[Records provided]
____________________

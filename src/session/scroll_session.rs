use crate::animation::spring::{SmoothingConfig, SmoothingFilter};
use crate::choreography::SceneKind;
use crate::choreography::model::Choreography;
use crate::eval::evaluator::{Evaluator, FrameSample};
use crate::foundation::core::Progress;
use crate::foundation::error::{FolioError, FolioResult};
use crate::render::sink::TransformSink;
use crate::scroll::region::ElementLayout;
use crate::scroll::source::ProgressSource;
use std::fmt;

/// Options controlling a [`ScrollSession`].
#[derive(Clone, Copy, Debug, PartialEq)]
pub struct ScrollSessionOpts {
    /// Smoothing stage between the scroll source and the evaluator. `None` drives every track
    /// straight from raw progress.
    pub smoothing: Option<SmoothingConfig>,
    /// Skip sink writes when a frame's sample equals the previous frame's.
    pub elide_unchanged: bool,
}

impl Default for ScrollSessionOpts {
    fn default() -> Self {
        Self {
            smoothing: Some(SmoothingConfig::SCROLL),
            elide_unchanged: true,
        }
    }
}

impl ScrollSessionOpts {
    /// Options without a smoothing stage.
    pub fn direct() -> Self {
        Self {
            smoothing: None,
            ..Self::default()
        }
    }
}

/// Lifecycle state of a [`ScrollSession`].
#[derive(Clone, Copy, Debug, PartialEq, Eq)]
pub enum SessionState {
    /// Mounted, frame loop not started.
    Idle,
    /// Frame loop armed.
    Running,
    /// Torn down; the session accepts no further input.
    Stopped,
}

impl fmt::Display for SessionState {
    fn fmt(&self, f: &mut fmt::Formatter<'_>) -> fmt::Result {
        f.write_str(match self {
            Self::Idle => "idle",
            Self::Running => "running",
            Self::Stopped => "stopped",
        })
    }
}

/// Result of one [`ScrollSession::frame`] call.
#[derive(Clone, Copy, Debug, PartialEq, serde::Serialize)]
pub struct FrameOutcome {
    /// Raw progress sampled for this frame.
    pub progress: Progress,
    /// Progress every smoothed track was evaluated at.
    pub smoothed: Progress,
    /// `true` once the smoothed signal rests on the raw one.
    pub settled: bool,
    /// `false` when the frame was elided because nothing changed.
    pub applied: bool,
}

/// Frame counters.
#[derive(Clone, Copy, Debug, Default, PartialEq, Eq)]
pub struct SessionStats {
    /// Frames requested while running.
    pub frames_total: u64,
    /// Frames written to the sink.
    pub frames_applied: u64,
    /// Frames skipped because their sample was unchanged.
    pub frames_elided: u64,
}

/// Owned scroll-animation binding for one mounted view.
///
/// Acquire on mount, [`start`](Self::start) the frame loop, feed it scroll and resize events,
/// call [`frame`](Self::frame) once per rendering frame, and [`stop`](Self::stop) on unmount.
/// Within a frame progress is sampled once and every module derives from that sample.
pub struct ScrollSession {
    scene: Choreography,
    source: ProgressSource,
    filter: Option<SmoothingFilter>,
    opts: ScrollSessionOpts,
    state: SessionState,
    last: Option<FrameSample>,
    stats: SessionStats,
}

impl ScrollSession {
    /// Mount a session for `scene` observed through `source`.
    ///
    /// Resizes rederive the region with the scene's offsets, whatever `source` was built with.
    pub fn new(
        scene: Choreography,
        mut source: ProgressSource,
        opts: ScrollSessionOpts,
    ) -> FolioResult<Self> {
        scene.validate()?;
        source.set_offsets(scene.offsets);
        let filter = opts
            .smoothing
            .map(|cfg| SmoothingFilter::new(cfg, source.sample().get()))
            .transpose()?;
        Ok(Self {
            scene,
            source,
            filter,
            opts,
            state: SessionState::Idle,
            last: None,
            stats: SessionStats::default(),
        })
    }

    /// Mount a built-in scene whose tracked region follows `layout`.
    pub fn for_scene(
        kind: SceneKind,
        layout: ElementLayout,
        opts: ScrollSessionOpts,
    ) -> FolioResult<Self> {
        let scene = kind.build()?;
        let source = ProgressSource::from_layout(layout, scene.offsets);
        Self::new(scene, source, opts)
    }

    /// Bound choreography.
    pub fn scene(&self) -> &Choreography {
        &self.scene
    }

    /// Scroll source.
    pub fn source(&self) -> &ProgressSource {
        &self.source
    }

    /// Lifecycle state.
    pub fn state(&self) -> SessionState {
        self.state
    }

    /// `true` while the frame loop is armed.
    pub fn is_running(&self) -> bool {
        self.state == SessionState::Running
    }

    /// Frame counters.
    pub fn stats(&self) -> SessionStats {
        self.stats
    }

    /// Sample of the last applied frame.
    pub fn last_sample(&self) -> Option<FrameSample> {
        self.last
    }

    /// Arm the frame loop. The smoothing filter starts at rest on the current raw progress.
    #[tracing::instrument(skip(self), fields(scene = %self.scene.name))]
    pub fn start(&mut self) -> FolioResult<()> {
        match self.state {
            SessionState::Running => Ok(()),
            SessionState::Stopped => Err(FolioError::validation(
                "cannot restart a stopped scroll session; mount a new one",
            )),
            SessionState::Idle => {
                let raw = self.source.sample();
                if let Some(filter) = self.filter.as_mut() {
                    filter.reset(raw.get());
                }
                self.state = SessionState::Running;
                tracing::debug!(progress = raw.get(), "scroll session started");
                Ok(())
            }
        }
    }

    /// Cancel the frame loop and drop all further input.
    #[tracing::instrument(skip(self), fields(scene = %self.scene.name))]
    pub fn stop(&mut self) {
        if self.state != SessionState::Stopped {
            self.state = SessionState::Stopped;
            tracing::debug!(frames = self.stats.frames_total, "scroll session stopped");
        }
    }

    /// Record a scroll offset. Returns `false` once the session is stopped.
    pub fn on_scroll(&mut self, offset: f64) -> bool {
        if self.state == SessionState::Stopped {
            return false;
        }
        self.source.set_scroll(offset);
        true
    }

    /// Recompute the tracked region after a layout change. Returns `false` once stopped.
    pub fn on_resize(&mut self, layout: ElementLayout) -> bool {
        if self.state == SessionState::Stopped {
            return false;
        }
        self.source.set_layout(layout);
        tracing::debug!(
            start = self.source.region().start,
            end = self.source.region().end,
            "tracked region resized"
        );
        true
    }

    /// Advance one rendering frame of `dt_secs` and bind the result to `sink`.
    pub fn frame(
        &mut self,
        dt_secs: f64,
        sink: &mut dyn TransformSink,
    ) -> FolioResult<FrameOutcome> {
        if self.state != SessionState::Running {
            return Err(FolioError::validation(format!(
                "frame requested on a {} scroll session",
                self.state
            )));
        }

        let raw = self.source.sample();
        let (smoothed, settled) = match self.filter.as_mut() {
            Some(filter) => {
                let p = Progress::new(filter.tick(raw.get(), dt_secs));
                (p, filter.is_settled(raw.get()))
            }
            None => (raw, true),
        };
        let sample = FrameSample { raw, smoothed };
        self.stats.frames_total += 1;

        let applied = !(self.opts.elide_unchanged && self.last == Some(sample));
        if applied {
            Evaluator::bind(&self.scene, sample, sink)?;
            self.last = Some(sample);
            self.stats.frames_applied += 1;
        } else {
            self.stats.frames_elided += 1;
        }
        tracing::trace!(
            raw = raw.get(),
            smoothed = smoothed.get(),
            settled,
            applied,
            "frame"
        );

        Ok(FrameOutcome {
            progress: raw,
            smoothed,
            settled,
            applied,
        })
    }
}

impl Drop for ScrollSession {
    fn drop(&mut self) {
        self.stop();
    }
}

#[cfg(test)]
#[path = "../../tests/unit/session/scroll_session.rs"]
mod tests;
use crate::foundation::error::{FolioError, FolioResult};
use crate::site::nav::NavTarget;
use std::collections::BTreeSet;
use std::fs::File;
use std::io::BufReader;
use std::path::Path;

const BUILTIN_JSON: &str = include_str!("../../data/case_studies.json");

/// Fallback shown for a project route whose id has no case study.
pub const NOT_FOUND_MESSAGE: &str = "Project not found";

/// Anchor the case-study page links back to.
pub const BACK_ANCHOR: &str = "projects";

/// One project's long-form write-up.
#[derive(Clone, Debug, PartialEq, Eq, serde::Serialize, serde::Deserialize)]
#[serde(rename_all = "camelCase")]
pub struct CaseStudy {
    pub title: String,
    pub category: String,
    pub hero_image: String,
    pub overview: String,
    pub problem: String,
    pub solution: String,
    pub features: Vec<String>,
    pub tech_stack: Vec<String>,
}

#[derive(serde::Serialize, serde::Deserialize)]
struct Entry {
    id: String,
    #[serde(flatten)]
    study: CaseStudy,
}

/// Read-only, ordered mapping from project id to case study.
///
/// Key order is the file order and defines "next project" iteration.
#[derive(Clone, Debug, PartialEq)]
pub struct ContentTable {
    entries: Vec<(String, CaseStudy)>,
}

impl ContentTable {
    /// Table shipped with the crate.
    pub fn builtin() -> FolioResult<Self> {
        Self::from_reader(BUILTIN_JSON.as_bytes())
    }

    /// Build a table from `(id, study)` pairs. Ids must be non-empty and unique.
    pub fn from_entries(entries: Vec<(String, CaseStudy)>) -> FolioResult<Self> {
        let mut seen = BTreeSet::new();
        for (id, _) in &entries {
            if id.trim().is_empty() {
                return Err(FolioError::content("case study id must be non-empty"));
            }
            if !seen.insert(id.as_str()) {
                return Err(FolioError::content(format!("duplicate case study id '{id}'")));
            }
        }
        Ok(Self { entries })
    }

    /// Parse a JSON array of `{ "id": .., "title": .., .. }` records.
    pub fn from_reader<R: std::io::Read>(r: R) -> FolioResult<Self> {
        let entries: Vec<Entry> =
            serde_json::from_reader(r).map_err(|e| FolioError::json("case study", e))?;
        Self::from_entries(entries.into_iter().map(|e| (e.id, e.study)).collect())
    }

    /// Parse a JSON file on disk.
    pub fn from_path(path: impl AsRef<Path>) -> FolioResult<Self> {
        let path = path.as_ref();
        let f = File::open(path).map_err(|e| FolioError::io(path, e))?;
        Self::from_reader(BufReader::new(f))
    }

    /// Serialize back to the JSON array form accepted by [`ContentTable::from_reader`].
    pub fn to_json_pretty(&self) -> FolioResult<String> {
        let entries: Vec<Entry> = self
            .entries
            .iter()
            .map(|(id, study)| Entry {
                id: id.clone(),
                study: study.clone(),
            })
            .collect();
        serde_json::to_string_pretty(&entries).map_err(|e| FolioError::json("case study", e))
    }

    pub fn len(&self) -> usize {
        self.entries.len()
    }

    pub fn is_empty(&self) -> bool {
        self.entries.is_empty()
    }

    /// Ids in key order.
    pub fn ids(&self) -> impl Iterator<Item = &str> {
        self.entries.iter().map(|(id, _)| id.as_str())
    }

    /// Case study for `id`.
    pub fn lookup(&self, id: &str) -> Option<&CaseStudy> {
        self.position(id).map(|i| &self.entries[i].1)
    }

    /// Id following `id` in key order, wrapping at the end. An unknown id is followed by the
    /// first key. `None` only for an empty table.
    pub fn next_id(&self, id: &str) -> Option<&str> {
        let next = self.position(id).map_or(0, |i| i + 1) % self.entries.len().max(1);
        self.entries.get(next).map(|(id, _)| id.as_str())
    }

    /// Resolve a project route into the page it renders.
    pub fn page(&self, id: Option<&str>) -> ProjectPage<'_> {
        let Some(id) = id else {
            tracing::warn!("project route without an id");
            return ProjectPage::NotFound;
        };
        let Some(i) = self.position(id) else {
            tracing::warn!(id, "no case study for project id");
            return ProjectPage::NotFound;
        };
        let (id, study) = (self.entries[i].0.as_str(), &self.entries[i].1);
        let next = self.next_id(id).and_then(|nid| {
            self.lookup(nid).map(|s| NextProject {
                id: nid,
                title: &s.title,
            })
        });
        match next {
            Some(next) => ProjectPage::Found { id, study, next },
            None => ProjectPage::NotFound,
        }
    }

    fn position(&self, id: &str) -> Option<usize> {
        self.entries.iter().position(|(k, _)| k == id)
    }
}

/// Teaser for the "next project" link.
#[derive(Clone, Copy, Debug, PartialEq, Eq, serde::Serialize)]
pub struct NextProject<'a> {
    pub id: &'a str,
    pub title: &'a str,
}

impl NextProject<'_> {
    /// Route of the next project's page.
    pub fn target(&self) -> NavTarget {
        NavTarget::project(self.id)
    }
}

/// What a case-study route renders.
#[derive(Clone, Copy, Debug, PartialEq, serde::Serialize)]
#[serde(tag = "status", rename_all = "snake_case")]
pub enum ProjectPage<'a> {
    Found {
        id: &'a str,
        study: &'a CaseStudy,
        next: NextProject<'a>,
    },
    NotFound,
}

impl ProjectPage<'_> {
    pub fn is_found(&self) -> bool {
        matches!(self, Self::Found { .. })
    }

    /// Link back to the project showcase.
    pub fn back_target(&self) -> NavTarget {
        NavTarget::Anchor(BACK_ANCHOR.to_owned())
    }

    /// Page title, or the not-found fallback.
    pub fn headline(&self) -> &str {
        match self {
            Self::Found { study, .. } => &study.title,
            Self::NotFound => NOT_FOUND_MESSAGE,
        }
    }
}

#[cfg(test)]
#[path = "../../tests/unit/content/case_study.rs"]
mod tests;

____________________

[Exercise objective] Repeat, character for character, the lines from the one that holds "pub fn headline(&self)" to the final line of the material, inclusive, and no other lines.

[Result of the exercise]
    pub fn headline(&self) -> &str {
        match self {
            Self::Found { study, .. } => &study.title,
            Self::NotFound => NOT_FOUND_MESSAGE,
        }
    }
}

#[cfg(test)]
#[path = "../../tests/unit/content/case_study.rs"]
mod tests;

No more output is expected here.